By the time Jon left the armory, it was almost midday. The sun had broken through the clouds. He turned his back on it and lifted his eyes to the Wall, blazing blue and crystalline in the sunlight. Even after all these weeks, the sight of it still gave him the shivers. Centuries of windblown dirt had pocked and scoured it, covering it like a film, and it often seemed a pale grey, the color of an overcast sky … but when the sun caught it fair on a bright day, it shone, alive with light, a colossal blue- white cliff that filled up half the sky.

Filling up the sky is actually a bad thing for an ice moon symbol – that’s very like when Jon was battling the moon-faced Othor and it said “Its face was against his own, filling the world.” Here it’s “a colossal blue- white cliff that filled up half the sky,” and it’s shining “alive with light,” like Dawn. This makes my point about the ice sword symbolism of the Wall being used to imply the ice moon disaster – the Wall is compared to Dawn in the line in which it fills up half the sky, so imagine a white, icy sword filling up the sky… well you get the idea. Time to head down to the underground meteor shower shelt– oh wait, you don’t have a meteor shower shelter? Sounds like a real problem…

Returning to the quote, the icy brightness and burning ice motifs which we cataloged extensively in the Moons of Ice and Fire series are on central display here, with the Wall “blazing” blue in the sunlight. ‘Blazing’ is a word used for fire, yet it gives Jon the shivers, because a cold blue blaze is strongly evocative of the Others and their cold-burning blue star eyes. This is a cold blaze we are talking about here, and coming next to the ice Wall being “alive with light” like Dawn, it’s really suggestive. Not only does it suggest that Dawn, the alive with light sword, is the original Ice, it also seems to suggest that Dawn can indeed catch on fire and truly “blaze blue,” like the Wall does here, or like the swords in Jaime’s weirwood stump dream which burn with “silvery-blue flame.”
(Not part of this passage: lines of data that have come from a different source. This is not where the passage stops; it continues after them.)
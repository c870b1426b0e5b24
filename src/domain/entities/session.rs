//! # Session Entity
//!
//! カンファレンス内セッションのドメインエンティティ

use chrono::{DateTime, Utc};
use serde::{Deserialize, Serialize};

use super::Identifiable;

/// カンファレンスのセッション
///
/// IDは親カンファレンス内でのみ一意であればよい。
/// ライフサイクルは親の `Conference` に従属する。
#[derive(Debug, Clone, PartialEq, Eq, Serialize, Deserialize)]
pub struct Session {
    pub id: String,
    pub title: String,
    pub outline: Option<String>,
    pub start: Option<DateTime<Utc>>,
    pub end: Option<DateTime<Utc>>,
}

impl Session {
    /// 新しいセッションを作成
    ///
    /// # Arguments
    ///
    /// * `id` - セッションID
    /// * `title` - セッションタイトル
    pub fn new(id: impl Into<String>, title: impl Into<String>) -> Self {
        Self {
            id: id.into(),
            title: title.into(),
            outline: None,
            start: None,
            end: None,
        }
    }
}

impl Identifiable for Session {
    fn id(&self) -> &str {
        &self.id
    }
}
There’s another healthy dose of icy brightness in a quote from ACOK where Jon sees the Wall and it says “the sun was high in the sky, and the upper third of the Wall was a crystalline blue from below, reflecting so brilliantly that it hurt the eyes to look on it.” It’s blindingly bright, like the sun or like a flaming sword, and any time the Wall is described as crystalline, we should also think of the ice crystal swords of the Others.

There’s another possible likeness between the Wall and and ice swords: you’ll recall in one of the first quotes I gave you about the Wall, Jon and Tyrion were observing it from afar, and the Wall was described as “a pale blue line across the northern horizon.” Well, a moment ago, we read a quote about the Wall where it is compared to a frozen river and pitted grey stone and then called the end of the world, and I mentioned that the red comet comes up in the next paragraph as a suggestion of just how the Wall might help to end the world. Bearing in mind the ‘pale blue line’ description of the Wall, here is that reference to the red comet:

The morning sky was streaked by thin grey clouds, but the pale red line was there behind them. The black brothers had dubbed the wanderer Mormont’s Torch, saying (only half in jest) that the gods must have sent it to light the old man’s way through the haunted forest. “The comet’s so bright you can see it by day now,” Sam said, shading his eyes with a fistful of books.

Pale red line, meet pale blue line. Remember that the comet is really an ice and fire duality symbol, because it’s a flying piece of icy stone that looks to be on fire. You could look at it as burning ice, in other words, and thus it makes sense to compare it to the Wall, which is like an icy snake sword that blazes bright, alive with light. Meteors that burn up in the atmosphere usually appear bluish in color, so perhaps we’ll have lots of ‘pale blue lines’ in the sky.

Now let’s get to the good stuff. In this section and the next, we’re going to parsing just about every part of a certain Jon chapter in ADWD – Jon I, actually, which is the one that begins with Jon’s most elaborate wolf dream and includes him arguing with Stannis about manning the forts of the Wall and Melisandre’s infamous warning to Jon, which echoes in his head throughout the book leading up to his assassination:

You would do well to keep your wolf close beside you. Ice, I see, and daggers in the dark. Blood frozen red and hard, and naked steel. It was very cold.”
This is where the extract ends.